• YOUR ASSIGNMENT
Search the entries below for the string "usize" and give the number of lines that hold it, nothing else.

*** Opening of EXERCISE MATERIAL ***

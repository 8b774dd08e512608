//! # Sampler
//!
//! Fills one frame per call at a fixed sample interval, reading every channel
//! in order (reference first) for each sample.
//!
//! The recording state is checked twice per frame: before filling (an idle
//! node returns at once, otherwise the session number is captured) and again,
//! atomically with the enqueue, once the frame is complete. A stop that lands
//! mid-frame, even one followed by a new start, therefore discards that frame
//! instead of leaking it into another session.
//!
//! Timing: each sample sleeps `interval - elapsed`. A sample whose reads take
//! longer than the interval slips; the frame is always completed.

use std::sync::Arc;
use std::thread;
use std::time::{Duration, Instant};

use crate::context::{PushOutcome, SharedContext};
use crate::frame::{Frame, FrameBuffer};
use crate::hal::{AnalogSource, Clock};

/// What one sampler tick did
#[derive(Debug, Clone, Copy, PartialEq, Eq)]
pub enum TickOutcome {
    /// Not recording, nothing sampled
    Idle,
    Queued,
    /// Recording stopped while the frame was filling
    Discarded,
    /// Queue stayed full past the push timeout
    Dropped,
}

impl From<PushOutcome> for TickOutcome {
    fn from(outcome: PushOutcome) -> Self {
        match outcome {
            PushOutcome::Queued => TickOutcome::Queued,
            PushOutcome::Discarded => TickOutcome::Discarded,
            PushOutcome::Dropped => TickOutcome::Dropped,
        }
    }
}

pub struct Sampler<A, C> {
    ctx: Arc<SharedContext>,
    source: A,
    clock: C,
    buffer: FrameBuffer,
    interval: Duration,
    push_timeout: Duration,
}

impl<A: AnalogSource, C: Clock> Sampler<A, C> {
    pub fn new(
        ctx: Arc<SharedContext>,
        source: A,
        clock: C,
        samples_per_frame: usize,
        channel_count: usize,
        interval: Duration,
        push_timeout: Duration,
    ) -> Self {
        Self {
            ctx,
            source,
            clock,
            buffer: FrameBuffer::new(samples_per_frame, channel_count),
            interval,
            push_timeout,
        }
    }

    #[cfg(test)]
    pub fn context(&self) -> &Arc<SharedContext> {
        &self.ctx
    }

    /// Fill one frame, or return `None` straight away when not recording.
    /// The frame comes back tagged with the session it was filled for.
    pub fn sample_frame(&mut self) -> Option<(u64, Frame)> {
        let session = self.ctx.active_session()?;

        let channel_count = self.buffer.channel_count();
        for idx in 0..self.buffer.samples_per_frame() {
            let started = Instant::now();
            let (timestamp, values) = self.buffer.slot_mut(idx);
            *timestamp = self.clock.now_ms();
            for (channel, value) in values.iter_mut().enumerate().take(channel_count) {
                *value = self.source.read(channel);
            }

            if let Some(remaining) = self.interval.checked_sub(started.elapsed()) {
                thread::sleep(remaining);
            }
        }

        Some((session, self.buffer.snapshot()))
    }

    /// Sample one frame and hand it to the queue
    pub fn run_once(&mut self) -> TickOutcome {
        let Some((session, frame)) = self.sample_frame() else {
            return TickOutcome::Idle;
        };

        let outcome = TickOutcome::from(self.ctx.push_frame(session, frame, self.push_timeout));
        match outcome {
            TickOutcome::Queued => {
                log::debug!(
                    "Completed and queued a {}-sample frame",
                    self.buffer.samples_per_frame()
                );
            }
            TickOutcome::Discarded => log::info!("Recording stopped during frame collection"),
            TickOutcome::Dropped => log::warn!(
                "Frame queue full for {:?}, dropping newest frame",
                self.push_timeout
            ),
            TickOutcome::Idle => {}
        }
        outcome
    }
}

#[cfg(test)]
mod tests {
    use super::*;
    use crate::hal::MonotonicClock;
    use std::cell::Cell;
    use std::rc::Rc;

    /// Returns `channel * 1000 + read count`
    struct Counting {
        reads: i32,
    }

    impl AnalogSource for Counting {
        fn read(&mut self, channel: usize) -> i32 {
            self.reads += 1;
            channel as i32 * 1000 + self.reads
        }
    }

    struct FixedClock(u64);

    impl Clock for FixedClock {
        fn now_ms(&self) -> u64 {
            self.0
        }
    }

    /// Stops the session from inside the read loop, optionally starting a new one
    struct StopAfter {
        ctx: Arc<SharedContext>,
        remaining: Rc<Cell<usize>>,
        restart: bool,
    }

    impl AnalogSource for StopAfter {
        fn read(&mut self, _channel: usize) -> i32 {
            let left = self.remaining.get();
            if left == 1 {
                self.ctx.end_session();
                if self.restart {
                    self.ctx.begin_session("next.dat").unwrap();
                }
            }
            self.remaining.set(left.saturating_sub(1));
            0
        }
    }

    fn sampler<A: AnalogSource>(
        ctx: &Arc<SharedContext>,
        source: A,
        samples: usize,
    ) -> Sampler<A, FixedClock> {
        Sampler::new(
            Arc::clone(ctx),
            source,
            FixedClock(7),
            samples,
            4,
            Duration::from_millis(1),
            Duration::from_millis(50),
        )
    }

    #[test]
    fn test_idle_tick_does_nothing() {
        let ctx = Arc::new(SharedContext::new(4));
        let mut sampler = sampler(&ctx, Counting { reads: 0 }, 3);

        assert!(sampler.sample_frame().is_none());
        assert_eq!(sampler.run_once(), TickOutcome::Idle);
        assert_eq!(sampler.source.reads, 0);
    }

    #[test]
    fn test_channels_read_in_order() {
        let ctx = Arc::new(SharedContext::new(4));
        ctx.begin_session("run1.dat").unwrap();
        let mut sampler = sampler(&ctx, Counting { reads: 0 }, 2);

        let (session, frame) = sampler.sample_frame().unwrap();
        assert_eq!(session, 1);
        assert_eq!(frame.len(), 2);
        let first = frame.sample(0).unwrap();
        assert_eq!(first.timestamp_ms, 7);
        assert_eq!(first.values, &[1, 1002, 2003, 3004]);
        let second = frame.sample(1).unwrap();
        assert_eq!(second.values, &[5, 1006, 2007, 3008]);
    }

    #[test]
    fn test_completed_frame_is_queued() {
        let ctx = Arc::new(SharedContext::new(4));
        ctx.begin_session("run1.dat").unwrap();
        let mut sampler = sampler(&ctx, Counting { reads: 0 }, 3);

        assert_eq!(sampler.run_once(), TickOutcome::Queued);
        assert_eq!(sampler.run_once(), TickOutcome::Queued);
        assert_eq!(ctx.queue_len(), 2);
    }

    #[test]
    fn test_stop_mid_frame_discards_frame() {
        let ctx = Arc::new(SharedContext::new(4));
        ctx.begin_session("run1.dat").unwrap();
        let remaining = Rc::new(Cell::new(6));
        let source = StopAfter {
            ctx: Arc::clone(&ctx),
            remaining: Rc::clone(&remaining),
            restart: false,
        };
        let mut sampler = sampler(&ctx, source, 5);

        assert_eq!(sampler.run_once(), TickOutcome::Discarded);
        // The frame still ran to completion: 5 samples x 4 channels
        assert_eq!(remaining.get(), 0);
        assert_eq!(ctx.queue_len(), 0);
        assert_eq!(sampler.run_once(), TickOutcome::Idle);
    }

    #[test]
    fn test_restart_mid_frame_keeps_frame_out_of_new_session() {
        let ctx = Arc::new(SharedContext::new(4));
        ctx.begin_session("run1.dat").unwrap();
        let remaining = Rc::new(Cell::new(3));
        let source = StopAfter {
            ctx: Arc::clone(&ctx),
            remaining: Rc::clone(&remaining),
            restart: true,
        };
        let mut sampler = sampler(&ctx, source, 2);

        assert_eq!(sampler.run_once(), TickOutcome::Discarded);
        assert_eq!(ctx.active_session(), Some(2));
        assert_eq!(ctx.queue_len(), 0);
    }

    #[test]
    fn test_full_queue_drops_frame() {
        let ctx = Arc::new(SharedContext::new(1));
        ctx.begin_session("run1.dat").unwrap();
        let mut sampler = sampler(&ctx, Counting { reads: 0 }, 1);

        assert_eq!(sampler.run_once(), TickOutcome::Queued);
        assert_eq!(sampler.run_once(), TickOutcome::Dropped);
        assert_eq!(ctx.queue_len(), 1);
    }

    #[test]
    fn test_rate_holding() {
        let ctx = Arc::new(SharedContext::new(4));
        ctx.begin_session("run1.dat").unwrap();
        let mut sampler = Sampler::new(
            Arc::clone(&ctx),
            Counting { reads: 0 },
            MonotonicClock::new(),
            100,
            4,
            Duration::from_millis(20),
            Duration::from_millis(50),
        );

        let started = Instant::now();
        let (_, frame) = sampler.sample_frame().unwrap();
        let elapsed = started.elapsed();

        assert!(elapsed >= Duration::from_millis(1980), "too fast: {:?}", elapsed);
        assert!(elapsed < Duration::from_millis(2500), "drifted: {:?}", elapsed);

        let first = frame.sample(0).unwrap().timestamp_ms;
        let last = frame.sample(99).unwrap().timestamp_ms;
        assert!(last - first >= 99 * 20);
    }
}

*** Close of EXERCISE MATERIAL ***

• WRITTEN RESPONSE
6